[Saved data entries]
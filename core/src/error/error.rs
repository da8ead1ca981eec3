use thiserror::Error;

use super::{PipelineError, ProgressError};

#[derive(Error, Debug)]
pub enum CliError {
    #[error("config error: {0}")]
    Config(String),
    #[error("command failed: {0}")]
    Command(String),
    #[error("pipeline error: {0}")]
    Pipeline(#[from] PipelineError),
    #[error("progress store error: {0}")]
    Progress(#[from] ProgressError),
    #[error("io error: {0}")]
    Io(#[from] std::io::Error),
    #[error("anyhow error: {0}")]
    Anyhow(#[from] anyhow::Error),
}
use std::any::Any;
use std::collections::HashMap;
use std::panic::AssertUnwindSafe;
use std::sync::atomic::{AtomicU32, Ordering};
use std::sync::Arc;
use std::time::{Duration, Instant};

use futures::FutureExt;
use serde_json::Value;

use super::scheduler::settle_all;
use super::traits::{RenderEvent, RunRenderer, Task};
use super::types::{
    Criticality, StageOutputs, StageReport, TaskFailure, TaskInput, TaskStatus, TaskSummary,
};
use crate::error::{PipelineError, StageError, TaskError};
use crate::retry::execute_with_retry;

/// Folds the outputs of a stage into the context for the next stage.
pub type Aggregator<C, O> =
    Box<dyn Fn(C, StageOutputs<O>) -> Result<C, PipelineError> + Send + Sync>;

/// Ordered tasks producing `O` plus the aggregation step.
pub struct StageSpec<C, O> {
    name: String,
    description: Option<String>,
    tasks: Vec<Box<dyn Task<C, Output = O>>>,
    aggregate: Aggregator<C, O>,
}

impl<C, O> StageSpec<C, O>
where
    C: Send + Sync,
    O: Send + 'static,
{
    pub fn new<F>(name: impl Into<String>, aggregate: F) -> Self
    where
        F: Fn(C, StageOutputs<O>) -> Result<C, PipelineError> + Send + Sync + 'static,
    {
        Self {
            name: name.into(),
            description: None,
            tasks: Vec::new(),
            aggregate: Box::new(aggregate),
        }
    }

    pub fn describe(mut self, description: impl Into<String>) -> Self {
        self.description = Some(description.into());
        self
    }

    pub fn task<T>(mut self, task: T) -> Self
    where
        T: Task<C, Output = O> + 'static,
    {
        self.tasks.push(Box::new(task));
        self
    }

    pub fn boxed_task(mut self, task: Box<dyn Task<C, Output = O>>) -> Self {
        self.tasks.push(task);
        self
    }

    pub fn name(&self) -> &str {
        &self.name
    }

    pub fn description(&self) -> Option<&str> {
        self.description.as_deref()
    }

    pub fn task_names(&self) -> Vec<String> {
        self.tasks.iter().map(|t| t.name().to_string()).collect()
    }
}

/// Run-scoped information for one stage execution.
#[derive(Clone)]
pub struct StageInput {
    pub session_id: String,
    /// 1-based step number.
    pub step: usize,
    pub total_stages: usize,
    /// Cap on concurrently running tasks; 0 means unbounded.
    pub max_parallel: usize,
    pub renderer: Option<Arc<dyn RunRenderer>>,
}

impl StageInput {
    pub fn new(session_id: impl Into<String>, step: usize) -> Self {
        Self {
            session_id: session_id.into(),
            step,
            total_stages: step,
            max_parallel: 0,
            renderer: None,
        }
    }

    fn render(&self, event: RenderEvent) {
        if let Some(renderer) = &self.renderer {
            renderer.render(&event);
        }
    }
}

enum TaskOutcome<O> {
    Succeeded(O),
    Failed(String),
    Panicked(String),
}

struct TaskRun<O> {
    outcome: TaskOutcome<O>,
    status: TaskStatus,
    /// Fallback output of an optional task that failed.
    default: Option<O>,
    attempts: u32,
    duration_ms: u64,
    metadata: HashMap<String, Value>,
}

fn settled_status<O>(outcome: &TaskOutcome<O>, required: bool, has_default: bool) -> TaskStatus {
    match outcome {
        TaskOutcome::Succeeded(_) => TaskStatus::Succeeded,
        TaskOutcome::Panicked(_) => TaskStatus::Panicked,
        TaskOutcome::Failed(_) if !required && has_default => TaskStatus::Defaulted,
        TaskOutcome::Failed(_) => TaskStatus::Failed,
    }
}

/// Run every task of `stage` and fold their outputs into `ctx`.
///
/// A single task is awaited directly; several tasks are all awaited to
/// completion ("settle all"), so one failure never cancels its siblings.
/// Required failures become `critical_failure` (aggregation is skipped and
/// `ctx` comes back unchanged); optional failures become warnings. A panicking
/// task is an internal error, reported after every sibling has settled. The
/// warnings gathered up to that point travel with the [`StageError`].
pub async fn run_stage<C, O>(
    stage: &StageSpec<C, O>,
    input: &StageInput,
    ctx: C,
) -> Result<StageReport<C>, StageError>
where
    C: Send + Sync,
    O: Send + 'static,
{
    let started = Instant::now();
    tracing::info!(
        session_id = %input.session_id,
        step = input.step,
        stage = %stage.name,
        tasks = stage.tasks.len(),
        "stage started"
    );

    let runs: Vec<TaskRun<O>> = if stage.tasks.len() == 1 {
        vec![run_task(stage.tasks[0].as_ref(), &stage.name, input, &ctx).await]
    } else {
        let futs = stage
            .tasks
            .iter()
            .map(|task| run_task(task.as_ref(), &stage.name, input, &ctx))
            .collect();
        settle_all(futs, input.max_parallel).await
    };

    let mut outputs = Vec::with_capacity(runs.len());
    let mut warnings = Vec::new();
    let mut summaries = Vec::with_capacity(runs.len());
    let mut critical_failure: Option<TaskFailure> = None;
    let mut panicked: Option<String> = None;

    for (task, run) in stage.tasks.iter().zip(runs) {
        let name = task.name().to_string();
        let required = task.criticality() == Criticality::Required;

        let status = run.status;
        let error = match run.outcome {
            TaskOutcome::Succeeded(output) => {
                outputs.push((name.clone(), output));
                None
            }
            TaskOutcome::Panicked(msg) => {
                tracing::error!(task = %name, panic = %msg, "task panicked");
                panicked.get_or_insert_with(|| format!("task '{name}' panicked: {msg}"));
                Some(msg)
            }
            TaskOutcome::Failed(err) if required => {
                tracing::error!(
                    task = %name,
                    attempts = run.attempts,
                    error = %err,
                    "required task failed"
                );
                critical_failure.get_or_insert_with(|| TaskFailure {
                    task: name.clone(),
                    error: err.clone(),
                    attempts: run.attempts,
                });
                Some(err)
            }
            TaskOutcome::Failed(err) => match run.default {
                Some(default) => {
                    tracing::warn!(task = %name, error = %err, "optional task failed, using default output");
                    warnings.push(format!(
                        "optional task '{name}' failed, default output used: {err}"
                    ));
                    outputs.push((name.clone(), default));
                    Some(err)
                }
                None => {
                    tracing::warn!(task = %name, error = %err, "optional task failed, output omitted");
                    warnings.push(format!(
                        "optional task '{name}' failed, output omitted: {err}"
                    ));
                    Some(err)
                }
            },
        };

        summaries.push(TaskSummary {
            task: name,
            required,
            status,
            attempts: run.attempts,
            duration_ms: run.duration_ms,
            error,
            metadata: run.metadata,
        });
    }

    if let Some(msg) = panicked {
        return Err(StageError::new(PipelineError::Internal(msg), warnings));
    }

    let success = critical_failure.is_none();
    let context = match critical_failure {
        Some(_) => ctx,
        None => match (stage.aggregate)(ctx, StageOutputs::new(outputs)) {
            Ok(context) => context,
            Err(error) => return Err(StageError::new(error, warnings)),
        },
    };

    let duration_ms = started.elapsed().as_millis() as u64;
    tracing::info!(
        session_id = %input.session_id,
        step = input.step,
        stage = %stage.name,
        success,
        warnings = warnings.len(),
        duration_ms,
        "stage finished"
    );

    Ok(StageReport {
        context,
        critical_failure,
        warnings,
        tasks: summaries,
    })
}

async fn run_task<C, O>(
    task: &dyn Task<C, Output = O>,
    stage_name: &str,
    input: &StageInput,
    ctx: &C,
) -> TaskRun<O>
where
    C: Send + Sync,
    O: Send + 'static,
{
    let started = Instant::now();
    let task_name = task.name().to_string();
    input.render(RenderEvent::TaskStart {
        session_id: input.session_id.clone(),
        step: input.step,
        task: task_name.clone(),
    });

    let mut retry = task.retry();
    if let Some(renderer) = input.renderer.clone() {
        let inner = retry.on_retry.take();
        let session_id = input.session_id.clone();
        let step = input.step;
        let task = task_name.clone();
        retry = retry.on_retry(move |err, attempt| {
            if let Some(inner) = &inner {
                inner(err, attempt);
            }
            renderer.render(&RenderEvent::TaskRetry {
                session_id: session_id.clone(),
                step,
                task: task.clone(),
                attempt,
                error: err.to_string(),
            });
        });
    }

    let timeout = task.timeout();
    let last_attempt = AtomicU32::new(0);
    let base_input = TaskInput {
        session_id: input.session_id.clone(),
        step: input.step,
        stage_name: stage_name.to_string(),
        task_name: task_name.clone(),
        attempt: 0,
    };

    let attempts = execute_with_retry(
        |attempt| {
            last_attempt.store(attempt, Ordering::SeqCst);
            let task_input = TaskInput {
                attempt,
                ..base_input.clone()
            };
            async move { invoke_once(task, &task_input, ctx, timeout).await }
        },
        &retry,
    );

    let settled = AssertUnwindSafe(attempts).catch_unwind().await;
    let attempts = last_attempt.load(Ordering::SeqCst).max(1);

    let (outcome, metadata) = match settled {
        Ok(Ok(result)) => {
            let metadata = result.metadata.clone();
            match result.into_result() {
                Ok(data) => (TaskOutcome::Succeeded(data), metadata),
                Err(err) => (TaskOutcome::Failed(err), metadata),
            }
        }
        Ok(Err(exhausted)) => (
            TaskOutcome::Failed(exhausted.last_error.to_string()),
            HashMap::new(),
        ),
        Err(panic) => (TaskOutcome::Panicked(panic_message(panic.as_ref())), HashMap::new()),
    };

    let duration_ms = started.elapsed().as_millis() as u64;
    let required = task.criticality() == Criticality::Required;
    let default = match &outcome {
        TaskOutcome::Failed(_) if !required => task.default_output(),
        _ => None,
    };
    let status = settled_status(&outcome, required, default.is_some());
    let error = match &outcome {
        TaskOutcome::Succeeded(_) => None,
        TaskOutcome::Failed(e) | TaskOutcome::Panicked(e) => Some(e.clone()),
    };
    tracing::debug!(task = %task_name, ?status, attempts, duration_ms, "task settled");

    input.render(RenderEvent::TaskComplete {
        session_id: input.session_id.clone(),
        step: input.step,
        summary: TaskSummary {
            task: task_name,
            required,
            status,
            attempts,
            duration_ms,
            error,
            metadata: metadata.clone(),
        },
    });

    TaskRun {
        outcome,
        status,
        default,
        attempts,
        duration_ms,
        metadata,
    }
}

--

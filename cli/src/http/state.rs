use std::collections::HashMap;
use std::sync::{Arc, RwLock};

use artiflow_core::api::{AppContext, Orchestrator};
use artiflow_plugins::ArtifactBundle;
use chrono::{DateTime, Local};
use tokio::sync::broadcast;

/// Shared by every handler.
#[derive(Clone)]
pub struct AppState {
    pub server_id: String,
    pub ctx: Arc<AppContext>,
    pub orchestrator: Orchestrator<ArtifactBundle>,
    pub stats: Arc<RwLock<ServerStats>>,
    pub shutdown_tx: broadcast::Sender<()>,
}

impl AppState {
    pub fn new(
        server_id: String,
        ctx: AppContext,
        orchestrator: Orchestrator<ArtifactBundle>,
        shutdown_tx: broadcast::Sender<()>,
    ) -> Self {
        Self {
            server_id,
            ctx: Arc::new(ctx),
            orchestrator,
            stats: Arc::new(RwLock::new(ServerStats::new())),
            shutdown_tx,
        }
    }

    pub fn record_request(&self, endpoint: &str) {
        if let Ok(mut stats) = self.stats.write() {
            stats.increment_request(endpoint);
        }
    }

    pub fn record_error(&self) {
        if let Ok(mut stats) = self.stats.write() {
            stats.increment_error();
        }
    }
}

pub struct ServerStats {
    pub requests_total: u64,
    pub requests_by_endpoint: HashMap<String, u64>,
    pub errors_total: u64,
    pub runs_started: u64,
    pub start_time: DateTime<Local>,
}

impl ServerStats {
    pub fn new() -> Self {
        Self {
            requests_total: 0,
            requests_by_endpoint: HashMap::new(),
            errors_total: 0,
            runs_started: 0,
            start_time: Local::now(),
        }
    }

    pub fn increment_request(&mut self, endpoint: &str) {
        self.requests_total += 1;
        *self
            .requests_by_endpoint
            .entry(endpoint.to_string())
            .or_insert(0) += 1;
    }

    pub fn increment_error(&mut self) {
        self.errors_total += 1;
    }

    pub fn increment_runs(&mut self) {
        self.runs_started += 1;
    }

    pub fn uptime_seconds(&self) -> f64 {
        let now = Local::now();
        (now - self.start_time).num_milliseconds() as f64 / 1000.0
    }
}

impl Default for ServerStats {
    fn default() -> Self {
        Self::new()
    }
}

...

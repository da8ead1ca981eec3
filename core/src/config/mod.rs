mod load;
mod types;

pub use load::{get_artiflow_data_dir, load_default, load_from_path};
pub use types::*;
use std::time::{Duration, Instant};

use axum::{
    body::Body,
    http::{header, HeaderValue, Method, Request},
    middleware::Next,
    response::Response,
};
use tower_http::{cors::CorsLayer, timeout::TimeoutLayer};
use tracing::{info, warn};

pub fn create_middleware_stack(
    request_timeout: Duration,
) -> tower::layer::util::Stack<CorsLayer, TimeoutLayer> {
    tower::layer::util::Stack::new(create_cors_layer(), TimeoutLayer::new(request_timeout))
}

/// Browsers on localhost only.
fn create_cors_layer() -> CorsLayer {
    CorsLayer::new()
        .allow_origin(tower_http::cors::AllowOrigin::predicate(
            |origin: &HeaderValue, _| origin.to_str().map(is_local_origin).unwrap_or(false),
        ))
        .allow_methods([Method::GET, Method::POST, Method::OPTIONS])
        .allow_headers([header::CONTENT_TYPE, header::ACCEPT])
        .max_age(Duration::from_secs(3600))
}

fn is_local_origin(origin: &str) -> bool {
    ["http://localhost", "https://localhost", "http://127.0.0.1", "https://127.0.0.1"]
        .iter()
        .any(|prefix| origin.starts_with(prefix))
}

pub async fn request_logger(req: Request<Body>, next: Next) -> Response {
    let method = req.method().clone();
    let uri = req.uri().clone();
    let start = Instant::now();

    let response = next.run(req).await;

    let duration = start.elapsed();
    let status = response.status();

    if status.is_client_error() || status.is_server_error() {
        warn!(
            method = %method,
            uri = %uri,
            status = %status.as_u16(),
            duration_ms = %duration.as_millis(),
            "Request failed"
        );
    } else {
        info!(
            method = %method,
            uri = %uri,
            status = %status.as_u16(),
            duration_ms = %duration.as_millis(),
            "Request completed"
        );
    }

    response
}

WHAT YOU SHOULD DO: Go over the records above line by line and count those holding the word "PipelineError". Reply only with the number.

PROBLEM SOLUTION: 6